→ **AIM OF THE TASK**
The entries below contain a line with "if let Some(dir)" and a line with "use crate::tui::app::Mode;". Retype exactly everything from the first down to the second, both included, and nothing else.

→ **DATASET EXTRACT**
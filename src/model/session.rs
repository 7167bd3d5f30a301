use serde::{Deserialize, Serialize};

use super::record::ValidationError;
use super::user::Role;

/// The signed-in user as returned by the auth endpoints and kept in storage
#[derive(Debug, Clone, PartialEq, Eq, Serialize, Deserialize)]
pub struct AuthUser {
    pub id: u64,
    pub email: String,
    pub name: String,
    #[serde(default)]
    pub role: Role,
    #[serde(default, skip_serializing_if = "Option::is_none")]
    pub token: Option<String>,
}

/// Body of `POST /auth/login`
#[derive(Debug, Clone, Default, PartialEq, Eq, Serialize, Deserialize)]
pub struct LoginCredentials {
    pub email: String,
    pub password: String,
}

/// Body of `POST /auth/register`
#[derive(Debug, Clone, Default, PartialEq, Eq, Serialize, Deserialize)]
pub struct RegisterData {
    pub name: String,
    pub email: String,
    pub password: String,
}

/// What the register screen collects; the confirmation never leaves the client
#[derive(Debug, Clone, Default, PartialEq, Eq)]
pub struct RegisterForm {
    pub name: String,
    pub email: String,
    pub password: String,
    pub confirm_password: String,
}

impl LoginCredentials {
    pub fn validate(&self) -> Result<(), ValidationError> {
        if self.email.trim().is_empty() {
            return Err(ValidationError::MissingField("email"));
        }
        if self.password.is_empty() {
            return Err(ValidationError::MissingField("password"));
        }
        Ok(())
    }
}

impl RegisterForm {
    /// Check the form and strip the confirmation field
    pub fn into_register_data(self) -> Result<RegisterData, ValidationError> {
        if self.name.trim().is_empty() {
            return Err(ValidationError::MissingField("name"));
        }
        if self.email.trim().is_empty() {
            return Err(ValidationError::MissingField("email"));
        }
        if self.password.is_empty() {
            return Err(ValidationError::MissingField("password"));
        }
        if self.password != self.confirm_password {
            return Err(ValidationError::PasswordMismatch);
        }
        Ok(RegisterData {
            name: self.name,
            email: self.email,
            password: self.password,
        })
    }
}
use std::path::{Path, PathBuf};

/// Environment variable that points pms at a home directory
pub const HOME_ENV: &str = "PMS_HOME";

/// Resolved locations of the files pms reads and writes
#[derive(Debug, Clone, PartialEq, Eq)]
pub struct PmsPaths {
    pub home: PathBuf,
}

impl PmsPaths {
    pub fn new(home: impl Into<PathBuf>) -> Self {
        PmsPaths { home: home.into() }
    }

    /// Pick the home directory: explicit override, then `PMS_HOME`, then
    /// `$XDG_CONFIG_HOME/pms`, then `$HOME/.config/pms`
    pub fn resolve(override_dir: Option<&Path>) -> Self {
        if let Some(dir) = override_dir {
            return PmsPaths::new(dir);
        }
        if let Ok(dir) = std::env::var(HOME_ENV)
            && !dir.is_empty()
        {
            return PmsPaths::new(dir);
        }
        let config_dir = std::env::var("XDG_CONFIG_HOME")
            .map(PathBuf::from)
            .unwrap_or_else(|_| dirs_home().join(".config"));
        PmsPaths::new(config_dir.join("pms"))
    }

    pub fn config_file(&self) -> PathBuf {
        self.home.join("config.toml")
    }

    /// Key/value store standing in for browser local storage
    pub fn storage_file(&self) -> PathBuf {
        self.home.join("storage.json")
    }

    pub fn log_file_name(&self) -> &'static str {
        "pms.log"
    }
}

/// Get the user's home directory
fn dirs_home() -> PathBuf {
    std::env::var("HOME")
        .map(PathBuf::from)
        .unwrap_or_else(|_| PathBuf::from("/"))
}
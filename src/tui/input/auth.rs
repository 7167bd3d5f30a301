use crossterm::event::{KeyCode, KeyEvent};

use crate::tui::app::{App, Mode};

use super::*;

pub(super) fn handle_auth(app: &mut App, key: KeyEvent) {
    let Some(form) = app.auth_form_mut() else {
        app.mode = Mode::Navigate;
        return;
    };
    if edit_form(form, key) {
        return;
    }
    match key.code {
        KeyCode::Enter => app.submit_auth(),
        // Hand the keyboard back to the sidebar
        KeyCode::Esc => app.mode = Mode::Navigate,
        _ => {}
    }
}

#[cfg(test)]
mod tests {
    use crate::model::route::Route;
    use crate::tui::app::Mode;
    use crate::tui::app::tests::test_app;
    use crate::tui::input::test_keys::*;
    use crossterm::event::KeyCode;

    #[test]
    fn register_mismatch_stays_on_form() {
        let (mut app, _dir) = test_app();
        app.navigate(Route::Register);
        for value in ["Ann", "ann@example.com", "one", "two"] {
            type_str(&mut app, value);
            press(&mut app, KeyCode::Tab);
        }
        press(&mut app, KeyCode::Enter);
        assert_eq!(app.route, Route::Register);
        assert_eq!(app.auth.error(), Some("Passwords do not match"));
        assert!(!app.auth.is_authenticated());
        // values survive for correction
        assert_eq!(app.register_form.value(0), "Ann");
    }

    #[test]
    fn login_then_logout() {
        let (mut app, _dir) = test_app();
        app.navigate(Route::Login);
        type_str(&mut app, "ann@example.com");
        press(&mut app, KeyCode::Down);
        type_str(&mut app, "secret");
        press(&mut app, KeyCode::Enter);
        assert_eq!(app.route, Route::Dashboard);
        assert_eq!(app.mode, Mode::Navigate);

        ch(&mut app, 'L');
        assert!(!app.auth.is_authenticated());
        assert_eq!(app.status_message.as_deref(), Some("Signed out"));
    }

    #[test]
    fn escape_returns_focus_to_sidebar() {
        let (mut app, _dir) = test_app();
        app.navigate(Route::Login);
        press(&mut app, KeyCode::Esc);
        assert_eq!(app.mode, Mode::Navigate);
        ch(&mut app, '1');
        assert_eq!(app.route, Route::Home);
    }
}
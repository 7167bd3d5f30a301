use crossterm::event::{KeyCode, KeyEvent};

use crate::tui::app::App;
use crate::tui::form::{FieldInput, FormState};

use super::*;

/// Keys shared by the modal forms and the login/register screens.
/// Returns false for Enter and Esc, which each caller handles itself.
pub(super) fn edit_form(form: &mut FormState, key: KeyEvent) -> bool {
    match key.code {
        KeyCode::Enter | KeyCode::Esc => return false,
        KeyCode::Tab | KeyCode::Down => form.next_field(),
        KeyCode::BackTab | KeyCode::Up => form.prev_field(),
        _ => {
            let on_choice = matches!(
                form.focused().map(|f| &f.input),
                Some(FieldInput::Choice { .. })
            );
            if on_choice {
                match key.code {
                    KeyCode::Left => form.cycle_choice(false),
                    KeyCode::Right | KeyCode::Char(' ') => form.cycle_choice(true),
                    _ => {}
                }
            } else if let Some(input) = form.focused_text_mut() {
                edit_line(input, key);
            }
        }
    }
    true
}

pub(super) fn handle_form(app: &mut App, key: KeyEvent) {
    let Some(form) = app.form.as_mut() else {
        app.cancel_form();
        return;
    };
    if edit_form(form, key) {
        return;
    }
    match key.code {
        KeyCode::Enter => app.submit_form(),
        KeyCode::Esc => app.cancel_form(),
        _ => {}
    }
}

→ **EXERCISE RESPONSE**
        if let Some(dir) = override_dir {
            return PmsPaths::new(dir);
        }
        if let Ok(dir) = std::env::var(HOME_ENV)
            && !dir.is_empty()
        {
            return PmsPaths::new(dir);
        }
        let config_dir = std::env::var("XDG_CONFIG_HOME")
            .map(PathBuf::from)
            .unwrap_or_else(|_| dirs_home().join(".config"));
        PmsPaths::new(config_dir.join("pms"))
    }

    pub fn config_file(&self) -> PathBuf {
        self.home.join("config.toml")
    }

    /// Key/value store standing in for browser local storage
    pub fn storage_file(&self) -> PathBuf {
        self.home.join("storage.json")
    }

    pub fn log_file_name(&self) -> &'static str {
        "pms.log"
    }
}

/// Get the user's home directory
fn dirs_home() -> PathBuf {
    std::env::var("HOME")
        .map(PathBuf::from)
        .unwrap_or_else(|_| PathBuf::from("/"))
}
filename src/tui/input/auth.rs
repository 7167bd3d5f30a301
use crossterm::event::{KeyCode, KeyEvent};

use crate::tui::app::{App, Mode};

use super::*;

pub(super) fn handle_auth(app: &mut App, key: KeyEvent) {
    let Some(form) = app.auth_form_mut() else {
        app.mode = Mode::Navigate;
        return;
    };
    if edit_form(form, key) {
        return;
    }
    match key.code {
        KeyCode::Enter => app.submit_auth(),
        // Hand the keyboard back to the sidebar
        KeyCode::Esc => app.mode = Mode::Navigate,
        _ => {}
    }
}

#[cfg(test)]
mod tests {
    use crate::model::route::Route;
    use crate::tui::app::Mode;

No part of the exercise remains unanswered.